Quote the material below exactly as written, from the first line to the line that holds "if let Some(from)", endpoints included.

_ _ _

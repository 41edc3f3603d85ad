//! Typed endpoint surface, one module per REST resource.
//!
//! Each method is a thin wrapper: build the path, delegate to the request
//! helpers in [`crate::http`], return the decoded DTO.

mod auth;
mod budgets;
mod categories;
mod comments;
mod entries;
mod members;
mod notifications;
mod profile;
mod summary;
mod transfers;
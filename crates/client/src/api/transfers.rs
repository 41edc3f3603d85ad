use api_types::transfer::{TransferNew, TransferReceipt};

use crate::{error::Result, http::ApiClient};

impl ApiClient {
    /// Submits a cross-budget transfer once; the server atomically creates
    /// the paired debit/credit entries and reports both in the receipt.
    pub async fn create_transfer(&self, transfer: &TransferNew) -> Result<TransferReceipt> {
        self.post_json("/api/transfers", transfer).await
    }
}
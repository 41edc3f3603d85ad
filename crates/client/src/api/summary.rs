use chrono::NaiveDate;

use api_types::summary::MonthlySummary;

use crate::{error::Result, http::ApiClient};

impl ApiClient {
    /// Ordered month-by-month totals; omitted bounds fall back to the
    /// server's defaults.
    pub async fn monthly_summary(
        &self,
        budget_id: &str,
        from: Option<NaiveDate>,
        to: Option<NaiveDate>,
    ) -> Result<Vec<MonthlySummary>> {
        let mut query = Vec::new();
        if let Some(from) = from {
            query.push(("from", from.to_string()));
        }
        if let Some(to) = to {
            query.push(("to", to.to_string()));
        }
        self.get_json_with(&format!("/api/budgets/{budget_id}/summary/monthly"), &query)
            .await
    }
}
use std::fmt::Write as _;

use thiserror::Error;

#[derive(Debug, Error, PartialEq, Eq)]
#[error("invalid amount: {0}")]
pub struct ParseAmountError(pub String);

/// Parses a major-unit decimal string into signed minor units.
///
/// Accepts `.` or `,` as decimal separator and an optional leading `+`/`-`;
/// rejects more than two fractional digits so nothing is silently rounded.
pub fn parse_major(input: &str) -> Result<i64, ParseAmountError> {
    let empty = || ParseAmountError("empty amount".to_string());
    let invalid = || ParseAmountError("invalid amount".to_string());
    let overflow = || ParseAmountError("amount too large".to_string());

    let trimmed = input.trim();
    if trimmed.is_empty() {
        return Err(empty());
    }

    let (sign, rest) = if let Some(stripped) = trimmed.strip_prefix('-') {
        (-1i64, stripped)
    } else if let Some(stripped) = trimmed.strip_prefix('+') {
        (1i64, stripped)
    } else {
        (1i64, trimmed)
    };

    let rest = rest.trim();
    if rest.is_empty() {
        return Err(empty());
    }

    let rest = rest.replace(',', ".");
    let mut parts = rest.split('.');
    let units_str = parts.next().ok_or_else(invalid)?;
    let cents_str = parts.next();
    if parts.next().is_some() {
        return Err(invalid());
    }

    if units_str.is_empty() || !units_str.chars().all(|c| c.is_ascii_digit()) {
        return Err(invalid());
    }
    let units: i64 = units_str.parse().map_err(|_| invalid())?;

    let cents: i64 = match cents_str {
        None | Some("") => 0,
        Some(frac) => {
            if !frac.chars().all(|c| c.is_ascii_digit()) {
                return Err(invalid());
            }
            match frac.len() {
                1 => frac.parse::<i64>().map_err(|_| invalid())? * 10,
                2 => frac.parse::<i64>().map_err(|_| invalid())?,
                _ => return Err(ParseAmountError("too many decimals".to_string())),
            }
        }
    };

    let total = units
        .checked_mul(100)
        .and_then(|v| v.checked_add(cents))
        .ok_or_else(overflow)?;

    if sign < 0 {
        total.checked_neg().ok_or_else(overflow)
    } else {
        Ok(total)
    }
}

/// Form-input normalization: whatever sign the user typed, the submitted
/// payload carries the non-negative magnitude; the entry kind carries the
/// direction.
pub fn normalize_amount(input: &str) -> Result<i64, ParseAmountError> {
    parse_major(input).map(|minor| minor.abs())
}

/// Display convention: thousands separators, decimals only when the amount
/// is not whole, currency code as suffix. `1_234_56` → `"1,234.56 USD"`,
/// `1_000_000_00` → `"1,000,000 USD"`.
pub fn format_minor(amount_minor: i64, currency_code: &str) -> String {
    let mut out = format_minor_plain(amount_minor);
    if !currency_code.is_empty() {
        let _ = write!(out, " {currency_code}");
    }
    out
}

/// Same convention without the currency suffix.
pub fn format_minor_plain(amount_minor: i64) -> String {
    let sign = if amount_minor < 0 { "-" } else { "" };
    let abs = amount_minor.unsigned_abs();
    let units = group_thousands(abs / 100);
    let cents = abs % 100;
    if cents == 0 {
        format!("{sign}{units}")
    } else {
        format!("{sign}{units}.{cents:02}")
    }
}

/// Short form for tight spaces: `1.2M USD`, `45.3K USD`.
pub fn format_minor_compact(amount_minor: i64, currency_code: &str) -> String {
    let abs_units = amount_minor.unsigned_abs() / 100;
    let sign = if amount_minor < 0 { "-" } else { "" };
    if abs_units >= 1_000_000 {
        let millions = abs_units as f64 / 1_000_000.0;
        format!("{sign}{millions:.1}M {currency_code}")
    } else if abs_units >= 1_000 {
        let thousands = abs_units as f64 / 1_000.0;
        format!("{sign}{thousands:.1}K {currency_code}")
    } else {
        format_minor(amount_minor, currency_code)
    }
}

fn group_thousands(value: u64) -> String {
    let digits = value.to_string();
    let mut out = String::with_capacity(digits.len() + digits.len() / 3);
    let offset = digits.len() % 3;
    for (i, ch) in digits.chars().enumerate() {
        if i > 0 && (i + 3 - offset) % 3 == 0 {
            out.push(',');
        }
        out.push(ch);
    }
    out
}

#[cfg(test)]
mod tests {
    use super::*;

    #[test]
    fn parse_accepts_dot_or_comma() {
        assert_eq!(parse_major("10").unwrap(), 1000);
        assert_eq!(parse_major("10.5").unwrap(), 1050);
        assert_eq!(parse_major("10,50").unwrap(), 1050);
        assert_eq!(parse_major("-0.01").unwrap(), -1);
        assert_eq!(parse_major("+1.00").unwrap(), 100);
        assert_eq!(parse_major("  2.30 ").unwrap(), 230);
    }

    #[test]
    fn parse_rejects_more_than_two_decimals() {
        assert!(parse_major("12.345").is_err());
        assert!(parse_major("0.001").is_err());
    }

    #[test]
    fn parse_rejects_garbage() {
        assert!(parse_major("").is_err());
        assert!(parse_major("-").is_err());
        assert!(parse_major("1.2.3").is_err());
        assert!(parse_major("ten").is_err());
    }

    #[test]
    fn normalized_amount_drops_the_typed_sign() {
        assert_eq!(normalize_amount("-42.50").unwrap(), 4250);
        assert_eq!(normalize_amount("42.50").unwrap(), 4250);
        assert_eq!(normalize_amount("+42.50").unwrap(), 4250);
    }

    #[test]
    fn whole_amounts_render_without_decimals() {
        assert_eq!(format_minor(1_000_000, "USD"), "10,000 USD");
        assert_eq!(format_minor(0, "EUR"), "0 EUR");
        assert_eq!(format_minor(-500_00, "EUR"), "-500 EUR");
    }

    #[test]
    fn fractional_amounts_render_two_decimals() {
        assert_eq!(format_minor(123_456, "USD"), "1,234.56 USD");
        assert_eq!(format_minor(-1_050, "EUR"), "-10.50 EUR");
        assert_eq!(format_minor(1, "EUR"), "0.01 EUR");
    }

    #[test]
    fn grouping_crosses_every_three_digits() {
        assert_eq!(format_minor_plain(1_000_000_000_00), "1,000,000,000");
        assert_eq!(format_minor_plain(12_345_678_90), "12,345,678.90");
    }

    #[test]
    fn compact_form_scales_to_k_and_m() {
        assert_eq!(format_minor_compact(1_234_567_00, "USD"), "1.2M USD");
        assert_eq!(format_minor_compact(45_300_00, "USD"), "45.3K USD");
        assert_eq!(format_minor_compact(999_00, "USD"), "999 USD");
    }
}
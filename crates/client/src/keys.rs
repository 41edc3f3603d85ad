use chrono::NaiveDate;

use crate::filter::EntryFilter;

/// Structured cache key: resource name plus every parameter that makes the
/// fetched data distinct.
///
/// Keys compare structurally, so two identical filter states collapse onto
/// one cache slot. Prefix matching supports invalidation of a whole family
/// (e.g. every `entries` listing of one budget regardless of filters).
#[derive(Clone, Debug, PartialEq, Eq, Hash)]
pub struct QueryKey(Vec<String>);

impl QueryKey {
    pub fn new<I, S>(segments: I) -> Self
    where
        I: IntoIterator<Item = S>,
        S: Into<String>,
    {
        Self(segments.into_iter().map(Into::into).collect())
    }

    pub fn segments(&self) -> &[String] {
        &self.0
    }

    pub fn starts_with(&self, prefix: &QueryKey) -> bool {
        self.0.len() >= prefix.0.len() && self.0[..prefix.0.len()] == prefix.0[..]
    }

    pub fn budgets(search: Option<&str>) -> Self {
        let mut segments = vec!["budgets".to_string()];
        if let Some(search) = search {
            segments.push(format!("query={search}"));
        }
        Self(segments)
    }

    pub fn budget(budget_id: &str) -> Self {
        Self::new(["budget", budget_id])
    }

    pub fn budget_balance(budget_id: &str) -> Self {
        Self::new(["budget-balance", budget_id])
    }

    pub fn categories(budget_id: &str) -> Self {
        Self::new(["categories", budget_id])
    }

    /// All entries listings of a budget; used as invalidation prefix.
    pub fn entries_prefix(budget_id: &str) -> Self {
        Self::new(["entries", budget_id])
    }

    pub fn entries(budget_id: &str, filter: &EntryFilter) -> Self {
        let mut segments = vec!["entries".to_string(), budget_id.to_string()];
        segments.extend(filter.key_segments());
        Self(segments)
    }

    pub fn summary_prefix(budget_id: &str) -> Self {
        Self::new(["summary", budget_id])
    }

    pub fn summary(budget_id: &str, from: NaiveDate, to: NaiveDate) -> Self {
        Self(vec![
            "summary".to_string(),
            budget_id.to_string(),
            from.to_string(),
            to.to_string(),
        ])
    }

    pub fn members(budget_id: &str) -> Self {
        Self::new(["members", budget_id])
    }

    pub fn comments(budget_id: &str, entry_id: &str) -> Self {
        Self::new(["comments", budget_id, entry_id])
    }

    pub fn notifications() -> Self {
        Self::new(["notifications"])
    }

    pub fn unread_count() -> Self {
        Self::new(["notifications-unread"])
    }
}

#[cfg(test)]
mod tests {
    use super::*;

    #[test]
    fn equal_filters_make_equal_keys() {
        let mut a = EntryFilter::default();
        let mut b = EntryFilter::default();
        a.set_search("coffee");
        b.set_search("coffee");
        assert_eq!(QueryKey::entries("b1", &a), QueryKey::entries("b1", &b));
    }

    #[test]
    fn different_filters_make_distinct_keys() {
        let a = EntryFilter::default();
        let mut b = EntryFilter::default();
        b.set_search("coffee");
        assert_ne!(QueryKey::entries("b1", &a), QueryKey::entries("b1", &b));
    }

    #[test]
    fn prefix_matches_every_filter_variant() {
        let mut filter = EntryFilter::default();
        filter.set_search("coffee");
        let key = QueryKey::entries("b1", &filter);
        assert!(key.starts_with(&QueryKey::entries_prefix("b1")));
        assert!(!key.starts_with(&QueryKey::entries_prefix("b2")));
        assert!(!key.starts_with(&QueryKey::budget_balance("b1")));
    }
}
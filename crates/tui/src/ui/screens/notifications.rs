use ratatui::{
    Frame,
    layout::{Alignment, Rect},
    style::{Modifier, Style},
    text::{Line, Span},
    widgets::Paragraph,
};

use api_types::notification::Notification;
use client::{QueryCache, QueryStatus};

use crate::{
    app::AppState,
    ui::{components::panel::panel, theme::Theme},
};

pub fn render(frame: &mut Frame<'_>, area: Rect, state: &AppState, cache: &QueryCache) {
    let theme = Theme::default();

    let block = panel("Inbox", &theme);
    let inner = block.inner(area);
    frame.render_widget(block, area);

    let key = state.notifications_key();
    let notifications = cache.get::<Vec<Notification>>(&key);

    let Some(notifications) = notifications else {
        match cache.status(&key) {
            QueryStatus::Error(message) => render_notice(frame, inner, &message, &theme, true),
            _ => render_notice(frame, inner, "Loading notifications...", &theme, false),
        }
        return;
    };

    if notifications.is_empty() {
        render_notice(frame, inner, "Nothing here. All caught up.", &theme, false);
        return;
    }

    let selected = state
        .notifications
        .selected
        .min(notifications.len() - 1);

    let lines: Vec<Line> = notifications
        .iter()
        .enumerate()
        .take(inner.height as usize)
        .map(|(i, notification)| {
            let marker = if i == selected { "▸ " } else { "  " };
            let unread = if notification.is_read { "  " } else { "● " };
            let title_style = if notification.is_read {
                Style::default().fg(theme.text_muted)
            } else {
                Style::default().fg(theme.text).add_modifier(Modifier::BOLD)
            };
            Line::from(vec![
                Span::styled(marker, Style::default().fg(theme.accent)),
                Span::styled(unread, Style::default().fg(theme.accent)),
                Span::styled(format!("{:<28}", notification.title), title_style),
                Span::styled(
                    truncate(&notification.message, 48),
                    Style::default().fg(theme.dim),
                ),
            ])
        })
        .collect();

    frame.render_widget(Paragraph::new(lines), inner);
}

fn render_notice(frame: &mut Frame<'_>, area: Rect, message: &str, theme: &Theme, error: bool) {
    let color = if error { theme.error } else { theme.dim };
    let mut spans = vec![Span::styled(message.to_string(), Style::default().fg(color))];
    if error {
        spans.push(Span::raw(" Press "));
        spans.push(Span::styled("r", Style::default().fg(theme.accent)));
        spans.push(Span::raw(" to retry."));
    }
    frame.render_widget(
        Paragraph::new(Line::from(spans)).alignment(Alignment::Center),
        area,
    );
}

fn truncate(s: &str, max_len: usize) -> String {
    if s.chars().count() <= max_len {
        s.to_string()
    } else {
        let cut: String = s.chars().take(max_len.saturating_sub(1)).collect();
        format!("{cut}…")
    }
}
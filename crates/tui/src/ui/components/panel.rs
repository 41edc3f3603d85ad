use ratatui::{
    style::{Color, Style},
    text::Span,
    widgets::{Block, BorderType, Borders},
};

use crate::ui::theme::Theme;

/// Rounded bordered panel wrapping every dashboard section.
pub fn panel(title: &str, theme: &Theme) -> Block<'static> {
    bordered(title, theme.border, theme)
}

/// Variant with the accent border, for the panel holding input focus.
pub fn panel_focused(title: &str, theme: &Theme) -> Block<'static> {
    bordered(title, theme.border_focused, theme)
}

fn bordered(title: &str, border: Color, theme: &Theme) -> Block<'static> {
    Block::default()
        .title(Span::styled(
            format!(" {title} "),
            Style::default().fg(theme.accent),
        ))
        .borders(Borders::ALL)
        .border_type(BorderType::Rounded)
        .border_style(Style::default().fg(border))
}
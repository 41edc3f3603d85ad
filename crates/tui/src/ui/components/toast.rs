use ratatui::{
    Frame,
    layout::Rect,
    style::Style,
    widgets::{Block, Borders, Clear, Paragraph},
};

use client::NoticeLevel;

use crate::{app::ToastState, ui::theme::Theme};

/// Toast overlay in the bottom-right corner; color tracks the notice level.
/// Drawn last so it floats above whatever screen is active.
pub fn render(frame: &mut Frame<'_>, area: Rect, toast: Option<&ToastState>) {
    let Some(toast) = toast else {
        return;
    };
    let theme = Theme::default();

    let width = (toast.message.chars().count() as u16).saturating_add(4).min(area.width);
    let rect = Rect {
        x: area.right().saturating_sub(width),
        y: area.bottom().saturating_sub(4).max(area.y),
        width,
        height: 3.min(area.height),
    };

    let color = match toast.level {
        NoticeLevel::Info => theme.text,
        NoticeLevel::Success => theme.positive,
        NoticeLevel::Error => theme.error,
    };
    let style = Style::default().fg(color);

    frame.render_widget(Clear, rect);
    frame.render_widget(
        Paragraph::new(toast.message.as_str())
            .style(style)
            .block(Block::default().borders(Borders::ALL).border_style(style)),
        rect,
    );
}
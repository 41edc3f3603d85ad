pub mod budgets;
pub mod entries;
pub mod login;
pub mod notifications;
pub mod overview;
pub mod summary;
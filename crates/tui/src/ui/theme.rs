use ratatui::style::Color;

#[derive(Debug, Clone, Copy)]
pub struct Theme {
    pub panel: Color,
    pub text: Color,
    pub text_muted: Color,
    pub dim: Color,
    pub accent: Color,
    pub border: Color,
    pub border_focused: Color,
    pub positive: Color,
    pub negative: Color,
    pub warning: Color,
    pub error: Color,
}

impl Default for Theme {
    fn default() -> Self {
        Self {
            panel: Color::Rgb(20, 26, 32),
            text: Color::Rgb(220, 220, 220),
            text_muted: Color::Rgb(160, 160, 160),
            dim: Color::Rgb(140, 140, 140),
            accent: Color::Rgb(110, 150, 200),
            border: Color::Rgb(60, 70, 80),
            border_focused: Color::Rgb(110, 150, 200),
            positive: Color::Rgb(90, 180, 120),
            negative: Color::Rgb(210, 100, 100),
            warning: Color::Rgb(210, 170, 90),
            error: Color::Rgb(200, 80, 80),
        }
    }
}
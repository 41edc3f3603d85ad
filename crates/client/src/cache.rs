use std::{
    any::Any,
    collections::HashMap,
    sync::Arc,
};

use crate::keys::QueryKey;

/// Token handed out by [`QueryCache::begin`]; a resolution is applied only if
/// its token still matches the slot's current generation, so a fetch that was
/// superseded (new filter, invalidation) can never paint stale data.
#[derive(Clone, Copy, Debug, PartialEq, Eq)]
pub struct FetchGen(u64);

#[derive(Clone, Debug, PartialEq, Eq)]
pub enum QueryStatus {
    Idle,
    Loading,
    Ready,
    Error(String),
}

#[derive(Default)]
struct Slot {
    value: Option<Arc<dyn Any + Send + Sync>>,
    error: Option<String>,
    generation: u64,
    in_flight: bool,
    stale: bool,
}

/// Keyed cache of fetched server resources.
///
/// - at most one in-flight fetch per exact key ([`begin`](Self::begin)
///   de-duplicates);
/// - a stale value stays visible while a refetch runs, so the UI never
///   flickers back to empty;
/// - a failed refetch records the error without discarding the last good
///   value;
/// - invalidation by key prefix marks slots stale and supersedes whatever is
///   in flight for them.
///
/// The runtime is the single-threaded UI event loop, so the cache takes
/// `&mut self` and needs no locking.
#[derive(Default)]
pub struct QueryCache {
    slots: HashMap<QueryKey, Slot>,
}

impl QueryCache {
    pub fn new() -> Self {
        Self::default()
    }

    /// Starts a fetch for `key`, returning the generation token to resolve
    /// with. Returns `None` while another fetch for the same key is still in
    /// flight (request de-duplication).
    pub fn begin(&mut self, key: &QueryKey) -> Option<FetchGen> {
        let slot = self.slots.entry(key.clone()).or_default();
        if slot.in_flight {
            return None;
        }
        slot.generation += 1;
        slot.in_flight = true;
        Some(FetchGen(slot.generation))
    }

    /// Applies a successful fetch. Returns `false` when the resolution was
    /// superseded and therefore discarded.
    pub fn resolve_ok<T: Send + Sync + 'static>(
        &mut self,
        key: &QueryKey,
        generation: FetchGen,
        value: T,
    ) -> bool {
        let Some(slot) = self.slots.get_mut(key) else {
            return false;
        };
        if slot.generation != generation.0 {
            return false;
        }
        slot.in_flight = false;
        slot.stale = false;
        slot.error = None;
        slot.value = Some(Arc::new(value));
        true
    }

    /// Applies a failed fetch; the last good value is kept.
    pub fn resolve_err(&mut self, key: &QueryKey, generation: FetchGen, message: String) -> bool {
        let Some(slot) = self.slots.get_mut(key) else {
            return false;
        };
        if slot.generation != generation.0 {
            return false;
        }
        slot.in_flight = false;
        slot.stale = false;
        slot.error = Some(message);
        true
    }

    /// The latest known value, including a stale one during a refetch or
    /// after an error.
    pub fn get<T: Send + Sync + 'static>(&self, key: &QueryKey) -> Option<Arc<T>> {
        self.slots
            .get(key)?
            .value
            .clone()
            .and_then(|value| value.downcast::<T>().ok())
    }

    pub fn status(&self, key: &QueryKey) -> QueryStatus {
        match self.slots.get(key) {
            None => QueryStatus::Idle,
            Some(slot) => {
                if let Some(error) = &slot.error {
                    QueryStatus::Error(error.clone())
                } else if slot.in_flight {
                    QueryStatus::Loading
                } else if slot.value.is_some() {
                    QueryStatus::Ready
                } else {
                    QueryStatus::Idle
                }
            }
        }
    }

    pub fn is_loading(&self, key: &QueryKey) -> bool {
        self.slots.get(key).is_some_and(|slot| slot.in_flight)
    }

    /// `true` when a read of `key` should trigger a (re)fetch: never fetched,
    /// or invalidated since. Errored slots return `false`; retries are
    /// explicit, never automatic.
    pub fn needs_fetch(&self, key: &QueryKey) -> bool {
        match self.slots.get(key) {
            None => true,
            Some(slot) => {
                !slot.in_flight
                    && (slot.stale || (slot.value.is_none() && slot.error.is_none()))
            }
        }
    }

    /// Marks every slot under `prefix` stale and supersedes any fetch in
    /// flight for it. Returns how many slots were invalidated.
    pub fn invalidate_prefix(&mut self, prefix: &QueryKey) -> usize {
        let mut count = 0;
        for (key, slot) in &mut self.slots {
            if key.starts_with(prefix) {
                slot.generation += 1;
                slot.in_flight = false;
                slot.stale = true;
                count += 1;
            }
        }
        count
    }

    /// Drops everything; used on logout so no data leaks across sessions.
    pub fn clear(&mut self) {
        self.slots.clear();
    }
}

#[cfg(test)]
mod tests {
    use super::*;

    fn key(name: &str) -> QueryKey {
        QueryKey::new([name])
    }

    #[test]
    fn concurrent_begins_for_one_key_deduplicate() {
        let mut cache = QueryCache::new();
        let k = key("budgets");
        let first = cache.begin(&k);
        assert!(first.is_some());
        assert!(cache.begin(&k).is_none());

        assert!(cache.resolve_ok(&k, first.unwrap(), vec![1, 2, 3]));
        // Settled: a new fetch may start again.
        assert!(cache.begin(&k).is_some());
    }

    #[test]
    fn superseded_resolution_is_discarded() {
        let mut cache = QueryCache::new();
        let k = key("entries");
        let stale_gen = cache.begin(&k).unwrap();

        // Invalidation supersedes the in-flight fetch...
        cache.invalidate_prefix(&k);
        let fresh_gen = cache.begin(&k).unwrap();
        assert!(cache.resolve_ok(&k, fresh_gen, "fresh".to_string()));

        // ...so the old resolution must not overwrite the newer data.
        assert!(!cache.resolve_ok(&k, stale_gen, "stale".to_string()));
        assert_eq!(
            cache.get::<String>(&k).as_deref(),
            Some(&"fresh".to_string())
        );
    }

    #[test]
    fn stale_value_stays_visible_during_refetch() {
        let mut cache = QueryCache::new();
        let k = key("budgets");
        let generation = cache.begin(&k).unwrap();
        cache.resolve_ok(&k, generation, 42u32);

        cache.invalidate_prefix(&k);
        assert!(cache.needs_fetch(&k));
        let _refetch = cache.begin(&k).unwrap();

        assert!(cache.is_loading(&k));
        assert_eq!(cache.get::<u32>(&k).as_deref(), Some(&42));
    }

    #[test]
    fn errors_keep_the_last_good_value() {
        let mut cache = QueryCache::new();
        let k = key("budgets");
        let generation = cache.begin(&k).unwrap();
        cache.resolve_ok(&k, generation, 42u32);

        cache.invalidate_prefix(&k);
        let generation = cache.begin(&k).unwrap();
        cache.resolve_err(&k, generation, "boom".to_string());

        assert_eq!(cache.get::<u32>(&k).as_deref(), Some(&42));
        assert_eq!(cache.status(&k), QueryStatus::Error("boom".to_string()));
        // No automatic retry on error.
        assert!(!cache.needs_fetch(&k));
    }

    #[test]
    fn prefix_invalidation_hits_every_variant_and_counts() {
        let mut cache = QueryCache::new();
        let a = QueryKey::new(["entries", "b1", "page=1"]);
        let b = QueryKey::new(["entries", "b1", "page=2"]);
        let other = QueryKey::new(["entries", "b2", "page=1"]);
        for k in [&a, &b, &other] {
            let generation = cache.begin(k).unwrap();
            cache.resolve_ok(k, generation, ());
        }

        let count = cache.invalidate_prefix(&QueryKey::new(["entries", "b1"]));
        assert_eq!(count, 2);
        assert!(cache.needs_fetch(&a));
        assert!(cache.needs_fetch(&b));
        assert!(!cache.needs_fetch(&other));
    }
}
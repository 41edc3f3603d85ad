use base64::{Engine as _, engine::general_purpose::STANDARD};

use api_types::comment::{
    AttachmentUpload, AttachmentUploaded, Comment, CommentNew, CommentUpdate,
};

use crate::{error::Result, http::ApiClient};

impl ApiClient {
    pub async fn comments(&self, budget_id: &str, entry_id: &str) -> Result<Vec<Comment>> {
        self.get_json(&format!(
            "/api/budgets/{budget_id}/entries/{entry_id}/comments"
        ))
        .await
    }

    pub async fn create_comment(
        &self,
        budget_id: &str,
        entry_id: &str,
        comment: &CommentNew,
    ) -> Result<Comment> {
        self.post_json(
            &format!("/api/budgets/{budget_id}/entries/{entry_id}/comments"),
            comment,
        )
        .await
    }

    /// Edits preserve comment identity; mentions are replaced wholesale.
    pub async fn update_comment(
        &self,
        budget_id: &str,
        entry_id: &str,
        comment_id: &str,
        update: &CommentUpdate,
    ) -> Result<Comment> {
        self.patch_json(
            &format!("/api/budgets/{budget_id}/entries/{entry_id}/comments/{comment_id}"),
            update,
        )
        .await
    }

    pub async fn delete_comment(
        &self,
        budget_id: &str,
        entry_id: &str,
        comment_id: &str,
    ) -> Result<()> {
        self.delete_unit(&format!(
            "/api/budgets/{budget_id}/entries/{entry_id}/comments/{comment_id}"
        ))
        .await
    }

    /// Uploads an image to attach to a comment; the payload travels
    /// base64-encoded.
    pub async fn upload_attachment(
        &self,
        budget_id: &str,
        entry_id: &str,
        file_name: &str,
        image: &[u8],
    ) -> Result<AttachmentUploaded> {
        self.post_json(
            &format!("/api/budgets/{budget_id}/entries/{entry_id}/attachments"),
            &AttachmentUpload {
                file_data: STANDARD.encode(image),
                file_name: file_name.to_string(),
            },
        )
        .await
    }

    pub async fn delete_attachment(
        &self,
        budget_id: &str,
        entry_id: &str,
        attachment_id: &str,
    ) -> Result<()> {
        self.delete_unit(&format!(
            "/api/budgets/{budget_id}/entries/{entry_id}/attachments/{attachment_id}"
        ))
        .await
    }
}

_ _ _

• _ANSWER AREA_
repository 41edc3f3603d85ad
//! Typed endpoint surface, one module per REST resource.
//!
//! Each method is a thin wrapper: build the path, delegate to the request
//! helpers in [`crate::http`], return the decoded DTO.

mod auth;
mod budgets;
mod categories;
mod comments;
mod entries;
mod members;
mod notifications;
mod profile;
mod summary;
mod transfers;
filename crates/client/src/api/transfers.rs
repository 41edc3f3603d85ad
use api_types::transfer::{TransferNew, TransferReceipt};

use crate::{error::Result, http::ApiClient};

impl ApiClient {
    /// Submits a cross-budget transfer once; the server atomically creates
    /// the paired debit/credit entries and reports both in the receipt.
    pub async fn create_transfer(&self, transfer: &TransferNew) -> Result<TransferReceipt> {
        self.post_json("/api/transfers", transfer).await
    }
}
repository 41edc3f3603d85ad
filename crates/client/src/api/summary.rs
use chrono::NaiveDate;

use api_types::summary::MonthlySummary;

use crate::{error::Result, http::ApiClient};

impl ApiClient {
    /// Ordered month-by-month totals; omitted bounds fall back to the
    /// server's defaults.
    pub async fn monthly_summary(
        &self,
        budget_id: &str,
        from: Option<NaiveDate>,
        to: Option<NaiveDate>,
    ) -> Result<Vec<MonthlySummary>> {
        let mut query = Vec::new();
        if let Some(from) = from {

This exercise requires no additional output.